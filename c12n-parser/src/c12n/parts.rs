//! The parsed marking value.
//!
//! [`Parts`] is produced by [`parse`](crate::c12n::parsing::parse), by the join in
//! [`merge`](crate::c12n::merge) and by the rule engine. It is never mutated in
//! place: every transformation consumes or clones and returns a new value.
//!
//! The level is an explicit [`Level`] so callers cannot mistake an unresolved
//! level for a real one. Tag sets hold canonical short names only.

use serde::Serialize;
use std::collections::BTreeSet;

#[derive(Debug, Clone, PartialEq, Eq, Hash, Serialize)]
#[serde(tag = "state", rename_all = "snake_case")]
pub enum Level {
    /// A declared level, by canonical short name and rank.
    Known { name: String, rank: u32 },
    /// The level clause matched nothing.
    Invalid,
}

impl Level {
    pub fn is_valid(&self) -> bool {
        matches!(self, Level::Known { .. })
    }

    pub fn name(&self) -> Option<&str> {
        match self {
            Level::Known { name, .. } => Some(name),
            Level::Invalid => None,
        }
    }

    pub fn rank(&self) -> Option<u32> {
        match self {
            Level::Known { rank, .. } => Some(*rank),
            Level::Invalid => None,
        }
    }
}

#[derive(Debug, Clone, PartialEq, Eq, Hash, Serialize)]
pub struct Parts {
    level: Level,
    required: BTreeSet<String>,
    groups: BTreeSet<String>,
    subgroups: BTreeSet<String>,
}

impl Parts {
    pub(crate) fn new(
        level: Level,
        required: BTreeSet<String>,
        groups: BTreeSet<String>,
        subgroups: BTreeSet<String>,
    ) -> Self {
        Parts {
            level,
            required,
            groups,
            subgroups,
        }
    }

    /// A marking with no resolvable level and no tags.
    pub fn invalid() -> Self {
        Self::new(
            Level::Invalid,
            BTreeSet::new(),
            BTreeSet::new(),
            BTreeSet::new(),
        )
    }

    pub fn level(&self) -> &Level {
        &self.level
    }

    pub fn required(&self) -> &BTreeSet<String> {
        &self.required
    }

    pub fn groups(&self) -> &BTreeSet<String> {
        &self.groups
    }

    pub fn subgroups(&self) -> &BTreeSet<String> {
        &self.subgroups
    }

    pub fn is_valid(&self) -> bool {
        self.level.is_valid()
    }

    pub(crate) fn with_level(self, level: Level) -> Self {
        Parts { level, ..self }
    }

    pub(crate) fn with_groups(self, groups: BTreeSet<String>) -> Self {
        Parts { groups, ..self }
    }

    pub(crate) fn with_subgroups(self, subgroups: BTreeSet<String>) -> Self {
        Parts { subgroups, ..self }
    }

    pub(crate) fn into_sets(
        self,
    ) -> (Level, BTreeSet<String>, BTreeSet<String>, BTreeSet<String>) {
        (self.level, self.required, self.groups, self.subgroups)
    }
}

--

Problem to solve:
Give the data back in full, matching it character for character.

Worked solution:
filename c12n-parser/src/c12n/parts.rs
//! The parsed marking value.
//!
//! [`Parts`] is produced by [`parse`](crate::c12n::parsing::parse), by the join in
//! [`merge`](crate::c12n::merge) and by the rule engine. It is never mutated in
//! place: every transformation consumes or clones and returns a new value.
//!
//! The level is an explicit [`Level`] so callers cannot mistake an unresolved
//! level for a real one. Tag sets hold canonical short names only.

use serde::Serialize;
use std::collections::BTreeSet;

#[derive(Debug, Clone, PartialEq, Eq, Hash, Serialize)]
#[serde(tag = "state", rename_all = "snake_case")]
pub enum Level {
    /// A declared level, by canonical short name and rank.
    Known { name: String, rank: u32 },
    /// The level clause matched nothing.
    Invalid,
}

impl Level {
    pub fn is_valid(&self) -> bool {
        matches!(self, Level::Known { .. })
    }

    pub fn name(&self) -> Option<&str> {
        match self {
            Level::Known { name, .. } => Some(name),
            Level::Invalid => None,
        }
    }

    pub fn rank(&self) -> Option<u32> {
        match self {
            Level::Known { rank, .. } => Some(*rank),
            Level::Invalid => None,
        }
    }
}

#[derive(Debug, Clone, PartialEq, Eq, Hash, Serialize)]
pub struct Parts {
    level: Level,
    required: BTreeSet<String>,
    groups: BTreeSet<String>,
    subgroups: BTreeSet<String>,
}

impl Parts {
    pub(crate) fn new(
        level: Level,
        required: BTreeSet<String>,
        groups: BTreeSet<String>,
        subgroups: BTreeSet<String>,
    ) -> Self {
        Parts {
            level,
            required,
            groups,
            subgroups,
        }
    }

    /// A marking with no resolvable level and no tags.
    pub fn invalid() -> Self {
        Self::new(
            Level::Invalid,
            BTreeSet::new(),
            BTreeSet::new(),
            BTreeSet::new(),
        )
    }

    pub fn level(&self) -> &Level {
        &self.level
    }

    pub fn required(&self) -> &BTreeSet<String> {
        &self.required
    }

    pub fn groups(&self) -> &BTreeSet<String> {
        &self.groups
    }

    pub fn subgroups(&self) -> &BTreeSet<String> {
        &self.subgroups
    }

    pub fn is_valid(&self) -> bool {
        self.level.is_valid()
    }

    pub(crate) fn with_level(self, level: Level) -> Self {
        Parts { level, ..self }
    }

    pub(crate) fn with_groups(self, groups: BTreeSet<String>) -> Self {
        Parts { groups, ..self }
    }

    pub(crate) fn with_subgroups(self, subgroups: BTreeSet<String>) -> Self {
        Parts { subgroups, ..self }
    }

    pub(crate) fn into_sets(
        self,
    ) -> (Level, BTreeSet<String>, BTreeSet<String>, BTreeSet<String>) {
        (self.level, self.required, self.groups, self.subgroups)
    }
}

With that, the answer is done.